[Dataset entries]

Start of Block

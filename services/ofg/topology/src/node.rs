//! Topology nodes and their port adjacency.

use std::fmt;
use std::sync::atomic::{AtomicBool, Ordering};

use ofg_wire::{NodeType, SwitchDescription};
use parking_lot::RwLock;

use crate::link::LinkId;

/// What a node is, as far as the viewer cares
#[derive(Debug, Clone, Copy, PartialEq, Eq, Hash)]
pub enum NodeKind {
    /// OpenFlow switch
    Switch,
    /// OpenFlow wireless access point
    AccessPoint,
    /// Wired end host
    Host,
    /// Wireless end host
    WirelessHost,
    /// Packet processing module
    Module {
        /// Hardware (true) or software (false) implementation
        hardware: bool,
    },
    /// Anything else the backend announces
    Unknown,
}

impl NodeKind {
    /// Whether this node speaks OpenFlow and answers statistics requests
    pub fn is_switch(self) -> bool {
        matches!(self, NodeKind::Switch | NodeKind::AccessPoint)
    }
}

impl From<NodeType> for NodeKind {
    fn from(node_type: NodeType) -> Self {
        match node_type {
            NodeType::OpenflowSwitch => NodeKind::Switch,
            NodeType::OpenflowWirelessAccessPoint => NodeKind::AccessPoint,
            NodeType::Host => NodeKind::Host,
            NodeType::WirelessHost => NodeKind::WirelessHost,
            NodeType::ModuleHw => NodeKind::Module { hardware: true },
            NodeType::ModuleSw => NodeKind::Module { hardware: false },
            NodeType::Unknown | NodeType::Other(_) => NodeKind::Unknown,
        }
    }
}

/// Capability of a node that has numbered ports with links attached
pub trait HasPorts {
    /// Every link attached to this node
    fn link_ids(&self) -> Vec<LinkId>;

    /// The link leaving `my_port` and arriving at `dst` on `dst_port`
    fn directed_link_to(&self, my_port: u16, dst: u64, dst_port: u16) -> Option<LinkId>;

    /// The link leaving `port`, or failing that the one arriving on it
    ///
    /// A port carrying both directions of a pair resolves to the outgoing
    /// link, which is the one statistics requests for the port describe.
    fn link_from(&self, port: u16) -> Option<LinkId>;
}

/// A node shared by every view that knows about it
pub struct Node {
    id: u64,
    kind: NodeKind,
    links: RwLock<Vec<LinkId>>,
    description: RwLock<Option<SwitchDescription>>,
    failed: AtomicBool,
    off: AtomicBool,
}

impl Node {
    /// A node with no links
    pub fn new(id: u64, kind: NodeKind) -> Self {
        Self {
            id,
            kind,
            links: RwLock::new(Vec::new()),
            description: RwLock::new(None),
            failed: AtomicBool::new(false),
            off: AtomicBool::new(false),
        }
    }

    /// Datapath id or backend-assigned id
    pub fn id(&self) -> u64 {
        self.id
    }

    /// Node kind
    pub fn kind(&self) -> NodeKind {
        self.kind
    }

    /// Switch description, once the backend has sent one
    pub fn description(&self) -> Option<SwitchDescription> {
        self.description.read().clone()
    }

    pub(crate) fn set_description(&self, desc: SwitchDescription) {
        *self.description.write() = Some(desc);
    }

    /// Whether the node has been reported failed
    pub fn is_failed(&self) -> bool {
        self.failed.load(Ordering::Relaxed)
    }

    /// Mark the node failed or recovered
    pub fn set_failed(&self, failed: bool) {
        self.failed.store(failed, Ordering::Relaxed);
    }

    /// Whether the node has been powered off
    pub fn is_off(&self) -> bool {
        self.off.load(Ordering::Relaxed)
    }

    /// Mark the node powered off or on
    pub fn set_off(&self, off: bool) {
        self.off.store(off, Ordering::Relaxed);
    }

    pub(crate) fn attach(&self, link: LinkId) {
        let mut links = self.links.write();
        if !links.contains(&link) {
            links.push(link);
        }
    }

    pub(crate) fn detach(&self, link: &LinkId) {
        self.links.write().retain(|l| l != link);
    }
}

impl HasPorts for Node {
    fn link_ids(&self) -> Vec<LinkId> {
        self.links.read().clone()
    }

    fn directed_link_to(&self, my_port: u16, dst: u64, dst_port: u16) -> Option<LinkId> {
        let wanted = LinkId {
            src: self.id,
            src_port: my_port,
            dst,
            dst_port,
        };
        self.links.read().iter().copied().find(|l| *l == wanted)
    }

    fn link_from(&self, port: u16) -> Option<LinkId> {
        let links = self.links.read();
        links
            .iter()
            .copied()
            .find(|l| l.src == self.id && l.src_port == port)
            .or_else(|| {
                links
                    .iter()
                    .copied()
                    .find(|l| l.dst == self.id && l.dst_port == port)
            })
    }
}

impl fmt::Debug for Node {
    fn fmt(&self, f: &mut fmt::Formatter<'_>) -> fmt::Result {
        f.debug_struct("Node")
            .field("id", &format_args!("{:#x}", self.id))
            .field("kind", &self.kind)
            .field("links", &self.links.read().len())
            .finish()
    }
}

impl fmt::Display for Node {
    fn fmt(&self, f: &mut fmt::Formatter<'_>) -> fmt::Result {
        write!(f, "{:?} {:#x}", self.kind, self.id)
    }
}
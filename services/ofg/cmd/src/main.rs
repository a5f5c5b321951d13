//! OFG topology client binary.
//!
//! Connects to one or more OFG backends, keeps a merged view of the
//! network topology they describe, and reports changes through the log
//! until interrupted.

use std::path::PathBuf;
use std::sync::Arc;
use std::time::Duration;

use clap::Parser;
use futures::future::join_all;
use ofg_handler::{ConnectionHandler, StaticCredentials};
use ofg_session::Connection;
use ofg_topology::{GlobalRegistry, Topology};
use tracing::{debug, info};
use tracing_subscriber::EnvFilter;

mod config;
mod logging;
mod presentation;

use config::{BackendConfig, ClientConfig};
use logging::OfgLogFormatter;
use presentation::LogPresentation;

/// Topology viewer client for OFG backends
#[derive(Parser, Debug)]
#[command(name = "ofg-client", version, about = "Topology viewer client for OFG backends")]
struct Args {
    /// Backend to connect to, host[:port] (repeatable); replaces the configured list
    #[arg(long = "server")]
    servers: Vec<BackendConfig>,

    /// Configuration file path
    #[arg(long, default_value = "ofg.yaml")]
    config: PathBuf,

    /// Log level (trace, debug, info, warn, error)
    #[arg(long, default_value = "info")]
    log_level: String,

    /// Link statistics poll period, e.g. 500ms; 0s fetches once
    #[arg(long)]
    stats_refresh: Option<humantime::Duration>,

    /// Do not subscribe to node, link or flow updates
    #[arg(long)]
    no_subscribe: bool,

    /// Collect statistics on every new link
    #[arg(long)]
    auto_track: bool,

    /// How often to log a topology summary
    #[arg(long, default_value = "30s")]
    status_interval: humantime::Duration,
}

impl Args {
    fn apply_to(&self, config: &mut ClientConfig) {
        if !self.servers.is_empty() {
            config.backends = self.servers.clone();
        }
        if let Some(refresh) = self.stats_refresh {
            let refresh: Duration = refresh.into();
            config.stats_refresh_ms = refresh.as_millis().try_into().unwrap_or(u64::MAX);
        }
        if self.no_subscribe {
            config.subscribe_nodes = false;
            config.subscribe_links = false;
            config.subscribe_flows = false;
        }
        if self.auto_track {
            config.auto_track_link_stats = true;
        }
    }
}

#[tokio::main(flavor = "multi_thread")]
async fn main() -> anyhow::Result<()> {
    let args = Args::parse();

    let mut env_filter = EnvFilter::new("info");
    for target in ["ofg_client", "ofg_session", "ofg_wire", "ofg_topology", "ofg_handler"] {
        env_filter = env_filter.add_directive(format!("{}={}", target, args.log_level).parse()?);
    }

    tracing_subscriber::fmt()
        .with_env_filter(env_filter)
        .with_target(false)
        .with_thread_ids(false)
        .with_file(false)
        .with_line_number(false)
        .with_ansi(true)
        .event_format(OfgLogFormatter::new("ofg-client"))
        .init();

    info!("Starting OFG client v{}", env!("CARGO_PKG_VERSION"));

    let mut config = ClientConfig::load_from_file(&args.config)?;
    args.apply_to(&mut config);
    if config.backends.is_empty() {
        anyhow::bail!("No backends configured; pass --server host[:port]");
    }

    let registry = Arc::new(GlobalRegistry::new());
    let topology = Arc::new(Topology::new(
        Arc::clone(&registry),
        Arc::new(LogPresentation),
    ));
    let credentials = Arc::new(StaticCredentials::new(config.credentials()));
    let handler_config = config.handler_config();

    let mut handlers = Vec::with_capacity(config.backends.len());
    for (i, backend) in config.backends.iter().enumerate() {
        let conn = Connection::new(i as u64 + 1, config.connection_config(backend));
        let handler = Arc::new(ConnectionHandler::new(
            Arc::clone(&conn),
            Arc::clone(&topology),
            credentials.clone(),
            handler_config.clone(),
        ));
        conn.start(handler.clone());
        component_info!("session", "Connecting to {} as {}", backend, handler.owner());
        handlers.push(handler);
    }

    let mut sigterm = tokio::signal::unix::signal(tokio::signal::unix::SignalKind::terminate())
        .map_err(|e| anyhow::anyhow!("Failed to install SIGTERM handler: {}", e))?;
    let status_every: Duration = args.status_interval.into();
    let mut status = tokio::time::interval(status_every.max(Duration::from_secs(1)));
    status.tick().await;

    info!("OFG client started. Waiting for events...");
    loop {
        tokio::select! {
            result = tokio::signal::ctrl_c() => {
                if let Err(e) = result {
                    anyhow::bail!("Failed to listen for Ctrl-C: {}", e);
                }
                info!("Received SIGINT, shutting down");
                break;
            }
            _ = sigterm.recv() => {
                info!("Received SIGTERM, shutting down");
                break;
            }
            _ = status.tick() => {
                let connected = handlers.iter().filter(|h| h.backend().is_connected()).count();
                component_info!(
                    "topology",
                    "{}/{} backends connected, {} nodes, {} links, {} flows",
                    connected,
                    handlers.len(),
                    topology.get_node_ids().len(),
                    registry.links().len(),
                    topology.flow_ids().len()
                );
                for handler in &handlers {
                    let stats = handler.backend().stats();
                    debug!(
                        "{}: {} msgs in, {} msgs out, {} connects, up {:?}",
                        handler.backend().addr(),
                        stats.messages_received,
                        stats.messages_sent,
                        stats.connects,
                        stats.uptime()
                    );
                }
            }
        }
    }

    topology.set_shutting_down();
    join_all(handlers.iter().map(|h| h.shutdown())).await;

    info!("OFG client shutdown complete");
    Ok(())
}
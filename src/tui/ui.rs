use std::time::Instant;

use ratatui::Frame;
use ratatui::layout::{Constraint, Layout, Rect};
use ratatui::style::{Color, Modifier, Style};
use ratatui::text::Span;

use crate::core::destination::Edge;
use crate::core::state::BoardState;
use crate::tui::TuiState;
use crate::tui::component::Component;
use crate::tui::components::{ActionMenu, BoardView, StatusBar};

/// Rows taken by one card: border, name, role, border.
pub const CARD_HEIGHT: u16 = 4;

const HELP_TEXT: &str = " ←↑↓→ focus  Enter actions  drag cards or titles with the mouse  q quit ";

#[derive(Debug, Clone, PartialEq, Eq)]
pub struct CardLayout {
    pub item_id: String,
    pub area: Rect,
}

#[derive(Debug, Clone, PartialEq, Eq)]
pub struct ColumnLayout {
    pub container_id: String,
    pub area: Rect,
    /// Top border row carrying the title; the drag handle for the column.
    pub header: Rect,
    /// Cards that fit on screen, in list order.
    pub cards: Vec<CardLayout>,
}

/// Screen geometry of the last rendered frame. Drives hit testing and
/// decides which entities count as mounted.
#[derive(Debug, Clone, Default, PartialEq, Eq)]
pub struct BoardLayout {
    pub columns: Vec<ColumnLayout>,
}

/// What sits under a screen position.
#[derive(Debug, Clone, PartialEq, Eq)]
pub enum Hit {
    Header {
        container_id: String,
    },
    Card {
        container_id: String,
        item_id: String,
        /// Closest horizontal edge of the card.
        edge: Edge,
    },
    /// Inside a column but not on a card or its title.
    Column {
        container_id: String,
    },
}

impl Hit {
    pub fn container_id(&self) -> &str {
        match self {
            Hit::Header { container_id }
            | Hit::Card { container_id, .. }
            | Hit::Column { container_id } => container_id,
        }
    }
}

impl BoardLayout {
    /// Columns side by side, cards stacked inside each. Cards that would
    /// overflow the column are not laid out.
    pub fn compute(state: &BoardState, area: Rect) -> Self {
        let count = state.container_count();
        if count == 0 {
            return Self::default();
        }
        let areas = Layout::horizontal(vec![Constraint::Fill(1); count]).split(area);

        let columns = state
            .containers()
            .zip(areas.iter())
            .map(|(container, &column_area)| {
                let header = Rect { height: 1.min(column_area.height), ..column_area };
                let inner_x = column_area.x.saturating_add(1);
                let inner_width = column_area.width.saturating_sub(2);
                let bottom = column_area.bottom().saturating_sub(1);

                let mut cards = Vec::new();
                let mut y = column_area.y.saturating_add(1);
                for item in &container.items {
                    if y.saturating_add(CARD_HEIGHT) > bottom {
                        break;
                    }
                    cards.push(CardLayout {
                        item_id: item.id.clone(),
                        area: Rect::new(inner_x, y, inner_width, CARD_HEIGHT),
                    });
                    y += CARD_HEIGHT;
                }

                ColumnLayout {
                    container_id: container.id.clone(),
                    area: column_area,
                    header,
                    cards,
                }
            })
            .collect();

        Self { columns }
    }

    pub fn column(&self, container_id: &str) -> Option<&ColumnLayout> {
        self.columns.iter().find(|column| column.container_id == container_id)
    }

    /// Hit test: given a screen position, find the header, card or column under it.
    pub fn hit_test(&self, x: u16, y: u16) -> Option<Hit> {
        let column = self.columns.iter().find(|column| contains(column.area, x, y))?;
        let container_id = column.container_id.clone();

        if contains(column.header, x, y) {
            return Some(Hit::Header { container_id });
        }
        if let Some(card) = column.cards.iter().find(|card| contains(card.area, x, y)) {
            return Some(Hit::Card {
                container_id,
                item_id: card.item_id.clone(),
                edge: vertical_edge(card.area, y),
            });
        }
        Some(Hit::Column { container_id })
    }
}

fn contains(area: Rect, x: u16, y: u16) -> bool {
    x >= area.x && x < area.right() && y >= area.y && y < area.bottom()
}

/// Closest edge along the vertical axis: top half is `Before`.
pub fn vertical_edge(area: Rect, y: u16) -> Edge {
    if y < area.y + area.height / 2 {
        Edge::Before
    } else {
        Edge::After
    }
}

/// Closest edge along the horizontal axis: left half is `Before`.
pub fn horizontal_edge(area: Rect, x: u16) -> Edge {
    if x < area.x + area.width / 2 {
        Edge::Before
    } else {
        Edge::After
    }
}

pub fn draw_ui(frame: &mut Frame, tui: &mut TuiState, now: Instant) {
    use Constraint::{Length, Min};
    let layout = Layout::vertical([Length(1), Min(0), Length(1)]);
    let [status_area, board_area, help_area] = layout.areas(frame.area());

    tui.layout = BoardLayout::compute(tui.store.state(), board_area);

    StatusBar::new(tui.store.state().revision(), tui.status_message.clone())
        .render(frame, status_area);

    let flashed = tui.flashed_target(now);
    BoardView {
        state: tui.store.state(),
        layout: &tui.layout,
        focus: tui.focus.as_ref(),
        flashed: flashed.as_ref(),
        drag: tui.drag.as_ref(),
    }
    .render(frame, board_area);

    frame.render_widget(
        Span::styled(HELP_TEXT, Style::default().fg(Color::DarkGray).add_modifier(Modifier::DIM)),
        help_area,
    );

    if let Some(menu) = tui.menu.as_mut() {
        ActionMenu::new(menu).render(frame, board_area);
    }
}

#[cfg(test)]
mod tests {
    use super::*;
    use crate::test_support::{basic_board, wide_board};

    fn layout() -> BoardLayout {
        // three 20-wide columns, 22 rows tall
        BoardLayout::compute(&basic_board(), Rect::new(0, 1, 60, 22))
    }

    #[test]
    fn test_columns_follow_board_order() {
        let layout = layout();
        let ids: Vec<&str> = layout.columns.iter().map(|c| c.container_id.as_str()).collect();
        assert_eq!(ids, ["about", "services", "contact"]);
        assert_eq!(layout.columns[1].area.x, 20);
        assert_eq!(layout.columns[0].header, Rect::new(0, 1, 20, 1));
    }

    #[test]
    fn test_cards_stack_below_header() {
        let layout = layout();
        let about = layout.column("about").unwrap();
        assert_eq!(about.cards.len(), 2);
        assert_eq!(about.cards[0].area, Rect::new(1, 2, 18, CARD_HEIGHT));
        assert_eq!(about.cards[1].area.y, 2 + CARD_HEIGHT);
    }

    #[test]
    fn test_overflowing_cards_are_not_laid_out() {
        let layout = BoardLayout::compute(&wide_board(), Rect::new(0, 0, 60, 10));
        // 10 rows: header, two cards of 4, bottom border
        assert_eq!(layout.columns[0].cards.len(), 2);
    }

    #[test]
    fn test_hit_test_regions() {
        let layout = layout();
        assert_eq!(
            layout.hit_test(25, 1),
            Some(Hit::Header { container_id: "services".to_string() })
        );
        assert_eq!(
            layout.hit_test(5, 2),
            Some(Hit::Card {
                container_id: "about".to_string(),
                item_id: "id:1".to_string(),
                edge: Edge::Before,
            })
        );
        assert_eq!(
            layout.hit_test(5, 5),
            Some(Hit::Card {
                container_id: "about".to_string(),
                item_id: "id:1".to_string(),
                edge: Edge::After,
            })
        );
        assert_eq!(
            layout.hit_test(45, 20),
            Some(Hit::Column { container_id: "contact".to_string() })
        );
        assert_eq!(layout.hit_test(5, 0), None);
        assert_eq!(layout.hit_test(70, 5), None);
    }

    #[test]
    fn test_edges() {
        let area = Rect::new(10, 10, 20, 4);
        assert_eq!(vertical_edge(area, 11), Edge::Before);
        assert_eq!(vertical_edge(area, 12), Edge::After);
        assert_eq!(horizontal_edge(area, 19), Edge::Before);
        assert_eq!(horizontal_edge(area, 20), Edge::After);
    }

    #[test]
    fn test_empty_board_has_no_columns() {
        let layout = BoardLayout::compute(&BoardState::default(), Rect::new(0, 0, 80, 24));
        assert!(layout.columns.is_empty());
        assert_eq!(layout.hit_test(1, 1), None);
    }
}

End of Block

▶ _TASK DIRECTIONS_
Reproduce exactly the section above that begins at the line containing "impl fmt::Debug for" and ends at the line containing "filename services/ofg/cmd/src/main.rs", leaving out all other lines.

▶ _ANSWER SPACE_
impl fmt::Debug for Node {
    fn fmt(&self, f: &mut fmt::Formatter<'_>) -> fmt::Result {
        f.debug_struct("Node")
            .field("id", &format_args!("{:#x}", self.id))
            .field("kind", &self.kind)
            .field("links", &self.links.read().len())
            .finish()
    }
}

impl fmt::Display for Node {
    fn fmt(&self, f: &mut fmt::Formatter<'_>) -> fmt::Result {
        write!(f, "{:?} {:#x}", self.kind, self.id)
    }
}
filename services/ofg/cmd/src/main.rs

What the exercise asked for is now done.